WHAT IS EXPECTED: Copy each line below in which the string "struct" occurs.

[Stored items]
BEGIN

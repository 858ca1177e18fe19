//! Supervisor assignment protocol
//!
//! A student sends a one-shot request to a supervisor, optionally tied to a
//! project; the supervisor approves or rejects it. Approving a project-tied
//! request assigns the supervisor to the project. Assignment is orthogonal
//! to workflow phase progression: no phase is touched here.

use std::sync::Arc;

use chrono::Utc;
use cap_core::traits::Id;
use cap_core::types::{RequestStatus, RespondAction};
use cap_core::{CoreError, CoreResult};
use cap_models::SupervisorRequest;
use cap_notifications::{deliver_best_effort, Notification, NotificationKind, NotificationSink};
use cap_store::{ProjectStore, SupervisorRequestStore, UserDirectory};

/// Result of responding to a supervisor request
#[derive(Debug, Clone)]
pub struct AssignmentOutcome {
    pub request: SupervisorRequest,
    /// Whether the project assignment was applied. False on rejection, on
    /// requests without a project, and when the project gained a supervisor
    /// between send and respond.
    pub project_assigned: bool,
}

#[derive(Clone)]
pub struct SupervisorAssignmentCoordinator {
    requests: Arc<dyn SupervisorRequestStore>,
    projects: Arc<dyn ProjectStore>,
    users: Arc<dyn UserDirectory>,
    sink: Arc<dyn NotificationSink>,
}

impl SupervisorAssignmentCoordinator {
    pub fn new(
        requests: Arc<dyn SupervisorRequestStore>,
        projects: Arc<dyn ProjectStore>,
        users: Arc<dyn UserDirectory>,
        sink: Arc<dyn NotificationSink>,
    ) -> Self {
        Self {
            requests,
            projects,
            users,
            sink,
        }
    }

    /// Send a supervision request from a student to a supervisor.
    ///
    /// With a project attached, the project must belong to the student and
    /// have no supervisor yet. At most one pending request may exist per
    /// `(student, supervisor, project)` triple.
    pub async fn send_request(
        &self,
        student_id: Id,
        supervisor_id: Id,
        project_id: Option<Id>,
        message: String,
    ) -> CoreResult<SupervisorRequest> {
        let target = self
            .users
            .find(supervisor_id)
            .await?
            .ok_or_else(|| CoreError::not_found("User", supervisor_id))?;
        if !target.is_supervisor() {
            return Err(CoreError::validation(
                "supervisorId",
                "is not a supervisor",
            ));
        }

        if let Some(project_id) = project_id {
            let project = self
                .projects
                .find(project_id)
                .await?
                .ok_or_else(|| CoreError::not_found("Project", project_id))?;
            if !project.is_author(student_id) {
                return Err(CoreError::forbidden(
                    "only the project author can request a supervisor for it",
                ));
            }
            if project.has_supervisor() {
                return Err(CoreError::conflict("project already has a supervisor"));
            }
        }

        if self
            .requests
            .pending_exists(student_id, supervisor_id, project_id)
            .await?
        {
            return Err(CoreError::conflict(
                "an identical request is already pending",
            ));
        }

        let request = self
            .requests
            .insert(SupervisorRequest::new(
                student_id,
                supervisor_id,
                project_id,
                message,
            ))
            .await?;

        deliver_best_effort(
            self.sink.as_ref(),
            Notification::new(
                supervisor_id,
                NotificationKind::SupervisorRequestReceived,
                format!("Student {} requested your supervision", student_id),
            ),
        )
        .await;

        tracing::info!(student_id, supervisor_id, ?project_id, "supervision requested");
        Ok(request)
    }

    /// Approve or reject a pending request.
    ///
    /// On approval of a project-tied request the supervisor is assigned to
    /// the project (iff it is still unassigned) and the project is recorded
    /// in the supervisor's supervised set.
    pub async fn respond(
        &self,
        request_id: Id,
        supervisor_id: Id,
        action: RespondAction,
        response: Option<String>,
    ) -> CoreResult<AssignmentOutcome> {
        let request = self
            .requests
            .find(request_id)
            .await?
            .ok_or_else(|| CoreError::not_found("SupervisorRequest", request_id))?;

        if request.supervisor_id != supervisor_id {
            return Err(CoreError::forbidden(
                "only the addressed supervisor can respond to this request",
            ));
        }
        if !request.is_pending() {
            return Err(CoreError::precondition("request was already resolved"));
        }

        let status = match action {
            RespondAction::Approve => RequestStatus::Approved,
            RespondAction::Reject => RequestStatus::Rejected,
        };
        if !self
            .requests
            .resolve(request_id, status, response, Utc::now())
            .await?
        {
            return Err(CoreError::precondition("request was already resolved"));
        }

        let mut project_assigned = false;
        if status == RequestStatus::Approved {
            if let Some(project_id) = request.project_id {
                project_assigned = self
                    .projects
                    .assign_supervisor(project_id, supervisor_id)
                    .await?;
                if project_assigned {
                    self.users
                        .record_supervised_project(supervisor_id, project_id)
                        .await?;
                } else {
                    tracing::warn!(
                        project_id,
                        supervisor_id,
                        "project gained a supervisor before approval; assignment skipped"
                    );
                }
            }
        }

        let kind = match status {
            RequestStatus::Approved => NotificationKind::SupervisorRequestApproved,
            _ => NotificationKind::SupervisorRequestRejected,
        };
        deliver_best_effort(
            self.sink.as_ref(),
            Notification::new(
                request.student_id,
                kind,
                format!("Your supervision request was {}", status.as_str()),
            ),
        )
        .await;

        let request = self
            .requests
            .find(request_id)
            .await?
            .ok_or_else(|| CoreError::not_found("SupervisorRequest", request_id))?;

        tracing::info!(request_id, supervisor_id, ?action, "supervision request resolved");
        Ok(AssignmentOutcome {
            request,
            project_assigned,
        })
    }
}

#[cfg(test)]
mod tests {
    use super::*;
    use cap_core::types::{ProjectPhase, Role};
    use cap_models::{DirectoryUser, Project};
    use cap_notifications::MemorySink;
    use cap_store::MemoryStores;

    struct Fixture {
        coordinator: SupervisorAssignmentCoordinator,
        stores: MemoryStores,
        sink: Arc<MemorySink>,
    }

    async fn fixture() -> Fixture {
        let stores = MemoryStores::new();
        let sink = Arc::new(MemorySink::new());
        let coordinator = SupervisorAssignmentCoordinator::new(
            stores.requests.clone(),
            stores.projects.clone(),
            stores.users.clone(),
            sink.clone(),
        );

        stores
            .users
            .upsert(DirectoryUser::new(1, "Sam", Role::Student))
            .await
            .unwrap();
        stores
            .users
            .upsert(DirectoryUser::new(10, "Dr. Reyes", Role::Supervisor))
            .await
            .unwrap();

        Fixture {
            coordinator,
            stores,
            sink,
        }
    }

    async fn seed_project(fixture: &Fixture, author_id: Id) -> Id {
        let project = fixture
            .stores
            .projects
            .insert(Project::new(author_id, "Quadcopter swarm control"))
            .await
            .unwrap();
        project.id.unwrap()
    }

    #[tokio::test]
    async fn test_send_and_approve_assigns_project() {
        let fixture = fixture().await;
        let project_id = seed_project(&fixture, 1).await;

        let request = fixture
            .coordinator
            .send_request(1, 10, Some(project_id), "please supervise".into())
            .await
            .unwrap();
        assert!(request.is_pending());

        let outcome = fixture
            .coordinator
            .respond(
                request.id.unwrap(),
                10,
                RespondAction::Approve,
                Some("happy to".into()),
            )
            .await
            .unwrap();

        assert!(outcome.project_assigned);
        assert_eq!(outcome.request.status, RequestStatus::Approved);
        assert_eq!(outcome.request.supervisor_response.as_deref(), Some("happy to"));
        assert!(outcome.request.responded_at.is_some());

        let project = fixture.stores.projects.find(project_id).await.unwrap().unwrap();
        assert_eq!(project.supervisor_id, Some(10));
        // Assignment never touches the workflow phase.
        assert_eq!(project.phase, ProjectPhase::Draft);

        let supervisor = fixture.stores.users.find(10).await.unwrap().unwrap();
        assert_eq!(supervisor.supervised_project_ids, vec![project_id]);
    }

    #[tokio::test]
    async fn test_send_to_non_supervisor_fails_validation() {
        let fixture = fixture().await;
        let err = fixture
            .coordinator
            .send_request(1, 1, None, "hi".into())
            .await
            .unwrap_err();
        assert!(matches!(err, CoreError::Validation(_)));
    }

    #[tokio::test]
    async fn test_send_for_foreign_project_is_forbidden() {
        let fixture = fixture().await;
        let project_id = seed_project(&fixture, 2).await;

        let err = fixture
            .coordinator
            .send_request(1, 10, Some(project_id), "hi".into())
            .await
            .unwrap_err();
        assert!(matches!(err, CoreError::Forbidden { .. }));
    }

    #[tokio::test]
    async fn test_send_for_supervised_project_conflicts() {
        let fixture = fixture().await;
        let project_id = seed_project(&fixture, 1).await;
        fixture.stores.projects.assign_supervisor(project_id, 77).await.unwrap();

        let err = fixture
            .coordinator
            .send_request(1, 10, Some(project_id), "hi".into())
            .await
            .unwrap_err();
        assert!(matches!(err, CoreError::Conflict { .. }));
    }

    #[tokio::test]
    async fn test_duplicate_pending_request_conflicts() {
        let fixture = fixture().await;
        let project_id = seed_project(&fixture, 1).await;

        fixture
            .coordinator
            .send_request(1, 10, Some(project_id), "first".into())
            .await
            .unwrap();
        let err = fixture
            .coordinator
            .send_request(1, 10, Some(project_id), "second".into())
            .await
            .unwrap_err();
        assert!(matches!(err, CoreError::Conflict { .. }));
    }

    #[tokio::test]
    async fn test_new_request_allowed_after_resolution() {
        let fixture = fixture().await;

        let request = fixture
            .coordinator
            .send_request(1, 10, None, "first".into())
            .await
            .unwrap();
        fixture
            .coordinator
            .respond(request.id.unwrap(), 10, RespondAction::Reject, None)
            .await
            .unwrap();

        // The triple is free again once the first request is terminal.
        fixture
            .coordinator
            .send_request(1, 10, None, "second".into())
            .await
            .unwrap();
    }

    #[tokio::test]
    async fn test_respond_requires_addressed_supervisor() {
        let fixture = fixture().await;
        let request = fixture
            .coordinator
            .send_request(1, 10, None, "hi".into())
            .await
            .unwrap();

        let err = fixture
            .coordinator
            .respond(request.id.unwrap(), 11, RespondAction::Approve, None)
            .await
            .unwrap_err();
        assert!(matches!(err, CoreError::Forbidden { .. }));
    }

    #[tokio::test]
    async fn test_respond_twice_fails_precondition() {
        let fixture = fixture().await;
        let request = fixture
            .coordinator
            .send_request(1, 10, None, "hi".into())
            .await
            .unwrap();

        fixture
            .coordinator
            .respond(request.id.unwrap(), 10, RespondAction::Approve, None)
            .await
            .unwrap();
        let err = fixture
            .coordinator
            .respond(request.id.unwrap(), 10, RespondAction::Reject, None)
            .await
            .unwrap_err();
        assert!(matches!(err, CoreError::PreconditionFailed { .. }));
    }

    #[tokio::test]
    async fn test_approval_skips_assignment_when_raced() {
        let fixture = fixture().await;
        let project_id = seed_project(&fixture, 1).await;

        let request = fixture
            .coordinator
            .send_request(1, 10, Some(project_id), "hi".into())
            .await
            .unwrap();

        // Another supervisor wins between send and respond.
        fixture.stores.projects.assign_supervisor(project_id, 77).await.unwrap();

        let outcome = fixture
            .coordinator
            .respond(request.id.unwrap(), 10, RespondAction::Approve, None)
            .await
            .unwrap();

        assert!(!outcome.project_assigned);
        assert_eq!(outcome.request.status, RequestStatus::Approved);
        let project = fixture.stores.projects.find(project_id).await.unwrap().unwrap();
        assert_eq!(project.supervisor_id, Some(77));
    }

    #[tokio::test]
    async fn test_notifications_are_sent() {
        let fixture = fixture().await;
        let request = fixture
            .coordinator
            .send_request(1, 10, None, "hi".into())
            .await
            .unwrap();
        fixture
            .coordinator
            .respond(request.id.unwrap(), 10, RespondAction::Approve, None)
            .await
            .unwrap();

        let delivered = fixture.sink.delivered().await;
        assert_eq!(delivered.len(), 2);
        assert_eq!(delivered[0].recipient, 10);
        assert_eq!(delivered[1].recipient, 1);
    }
}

END

THE COMPLETED TASK:
pub struct AssignmentOutcome {
pub struct SupervisorAssignmentCoordinator {
    struct Fixture {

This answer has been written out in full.